§ **Material for this task**:
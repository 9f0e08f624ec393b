//! Bounded LRU cache of fully-reassembled plaintext file bodies.
//!
//! Keyed by arbitrary strings. The filesystem adapter uses `"file:<virtualPath>"`
//! so that [`ContentCache::evict_by_prefix`] can drop every cached body under a
//! path without the cache needing to know anything about path structure.

use std::sync::atomic::{AtomicI64, AtomicU64, Ordering};
use std::sync::Arc;

use chrono::Utc;
use dashmap::DashMap;
use parking_lot::Mutex;
use tracing::{debug, trace};

/// Default byte budget when a caller does not specify one: 256 MiB.
pub const DEFAULT_BUDGET_BYTES: u64 = 256 * 1024 * 1024;

struct Entry {
    bytes: Arc<[u8]>,
    last_access_millis: AtomicI64,
}

/// Bounded, LRU-evicting cache of immutable byte bodies.
///
/// `add` and `get` are lock-free on the common path; eviction is serialized
/// by a dedicated mutex, and the entering thread re-checks the over-budget
/// condition after acquiring it, since the atomic size counter can have
/// moved between the check that triggered eviction and the lock being
/// granted.
pub struct ContentCache {
    entries: DashMap<String, Entry>,
    current_size: AtomicU64,
    budget_bytes: u64,
    eviction_lock: Mutex<()>,
    hits: AtomicU64,
    misses: AtomicU64,
}

impl ContentCache {
    #[must_use]
    pub fn new(budget_bytes: u64) -> Self {
        Self {
            entries: DashMap::new(),
            current_size: AtomicU64::new(0),
            budget_bytes,
            eviction_lock: Mutex::new(()),
            hits: AtomicU64::new(0),
            misses: AtomicU64::new(0),
        }
    }

    #[must_use]
    pub fn with_default_budget() -> Self {
        Self::new(DEFAULT_BUDGET_BYTES)
    }

    /// Insert or replace the body stored under `key`, evicting older entries
    /// if the cache is now over budget.
    pub fn add(&self, key: impl Into<String>, bytes: Vec<u8>) {
        let key = key.into();
        let new_len = bytes.len() as u64;

        if let Some((_, old)) = self.entries.remove(&key) {
            self.current_size.fetch_sub(old.bytes.len() as u64, Ordering::Relaxed);
        }
        self.entries.insert(
            key,
            Entry {
                bytes: Arc::from(bytes.into_boxed_slice()),
                last_access_millis: AtomicI64::new(Utc::now().timestamp_millis()),
            },
        );
        self.current_size.fetch_add(new_len, Ordering::Relaxed);

        if self.current_size.load(Ordering::Relaxed) > self.budget_bytes {
            self.evict_until_within_budget();
        }
    }

    /// Returns a cheap clone of the cached body and bumps its recency, or
    /// `None` on a miss.
    #[must_use]
    pub fn get(&self, key: &str) -> Option<Arc<[u8]>> {
        let Some(entry) = self.entries.get(key) else {
            self.misses.fetch_add(1, Ordering::Relaxed);
            return None;
        };
        entry.last_access_millis.store(Utc::now().timestamp_millis(), Ordering::Relaxed);
        self.hits.fetch_add(1, Ordering::Relaxed);
        Some(Arc::clone(&entry.bytes))
    }

    /// `(hits, misses)` observed by [`Self::get`] since this cache was
    /// created. Used by the `--stats` mount flag to report a hit rate.
    #[must_use]
    pub fn hit_stats(&self) -> (u64, u64) {
        (self.hits.load(Ordering::Relaxed), self.misses.load(Ordering::Relaxed))
    }

    pub fn evict(&self, key: &str) {
        if let Some((_, entry)) = self.entries.remove(key) {
            self.current_size.fetch_sub(entry.bytes.len() as u64, Ordering::Relaxed);
        }
    }

    /// Drop every entry whose key starts with `prefix`.
    pub fn evict_by_prefix(&self, prefix: &str) {
        let matches: Vec<String> = self
            .entries
            .iter()
            .filter(|kv| kv.key().starts_with(prefix))
            .map(|kv| kv.key().clone())
            .collect();
        for key in matches {
            self.evict(&key);
        }
    }

    pub fn clear(&self) {
        self.entries.clear();
        self.current_size.store(0, Ordering::Relaxed);
    }

    #[must_use]
    pub fn current_size(&self) -> u64 {
        self.current_size.load(Ordering::Relaxed)
    }

    fn evict_until_within_budget(&self) {
        let _guard = self.eviction_lock.lock();
        if self.current_size.load(Ordering::Relaxed) <= self.budget_bytes {
            trace!("eviction pass aborted: another thread already brought the cache in budget");
            return;
        }

        let mut by_recency: Vec<(String, i64, u64)> = self
            .entries
            .iter()
            .map(|kv| {
                (
                    kv.key().clone(),
                    kv.value().last_access_millis.load(Ordering::Relaxed),
                    kv.value().bytes.len() as u64,
                )
            })
            .collect();
        by_recency.sort_by_key(|(_, last_access, _)| *last_access);

        for (key, _, size) in by_recency {
            if self.current_size.load(Ordering::Relaxed) <= self.budget_bytes {
                break;
            }
            if self.entries.remove(&key).is_some() {
                self.current_size.fetch_sub(size, Ordering::Relaxed);
                debug!(key, "evicted cache entry to stay within budget");
            }
        }
    }
}
mod commands;
mod config;
mod output;

use std::path::PathBuf;
use std::process::ExitCode;

use anyhow::{Context, Result};
use clap::{Parser, Subcommand};
use tracing_subscriber::EnvFilter;

use crate::commands::{info, keygen, mount};

/// Command-line interface for mounting a chat service's attachment store as
/// a filesystem
#[derive(Parser)]
#[command(name = "chatfs")]
#[command(author, version)]
#[command(propagate_version = true)]
struct Cli {
    /// Path to a TOML config file (defaults to `./chatfs.toml` if present)
    #[arg(short, long, global = true)]
    config: Option<PathBuf>,

    /// Verbosity level (-v, -vv, -vvv)
    #[arg(short, long, action = clap::ArgAction::Count, global = true)]
    verbose: u8,

    #[command(subcommand)]
    command: Commands,
}

#[derive(Subcommand)]
enum Commands {
    /// Mount the volume as a filesystem
    Mount(mount::Args),

    /// Generate the master key file used to encrypt file contents
    Keygen(keygen::Args),

    /// Report index statistics without mounting anything
    Info(info::Args),
}

fn main() -> ExitCode {
    let cli = Cli::parse();
    setup_tracing(cli.verbose);

    let rt = match tokio::runtime::Builder::new_multi_thread().enable_all().build() {
        Ok(rt) => rt,
        Err(e) => {
            eprintln!("Error: failed to start async runtime: {e:#}");
            return ExitCode::from(2);
        }
    };

    match rt.block_on(run(cli)) {
        Ok(()) => ExitCode::SUCCESS,
        Err(e) => {
            eprintln!("Error: {e:#}");
            // Config errors never reach the mounted filesystem; reserve
            // exit code 2 for them.
            let code = if e.chain().count() == 1 && e.to_string().contains("configuration") { 2 } else { 1 };
            ExitCode::from(code)
        }
    }
}

async fn run(cli: Cli) -> Result<()> {
    let config = config::load(cli.config.as_deref()).context("configuration")?;

    match cli.command {
        Commands::Mount(args) => mount::execute(&config, &args).await,
        Commands::Keygen(args) => keygen::execute(&config, &args),
        Commands::Info(args) => info::execute(&config, &args),
    }
}

fn setup_tracing(verbose: u8) {
    let filter = match verbose {
        0 => "warn",
        1 => "info",
        2 => "debug",
        _ => "trace",
    };

    tracing_subscriber::fmt()
        .with_env_filter(EnvFilter::try_from_default_env().unwrap_or_else(|_| filter.into()))
        .with_writer(std::io::stderr)
        .init();
}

§ **What to produce**: From the first line of the entries above to the line with "about path structure.", please return every line exactly, keeping both ends.

§ **Exercise response**:
repository 9f0e08f624ec393b
//! Bounded LRU cache of fully-reassembled plaintext file bodies.
//!
//! Keyed by arbitrary strings. The filesystem adapter uses `"file:<virtualPath>"`
//! so that [`ContentCache::evict_by_prefix`] can drop every cached body under a
//! path without the cache needing to know anything about path structure.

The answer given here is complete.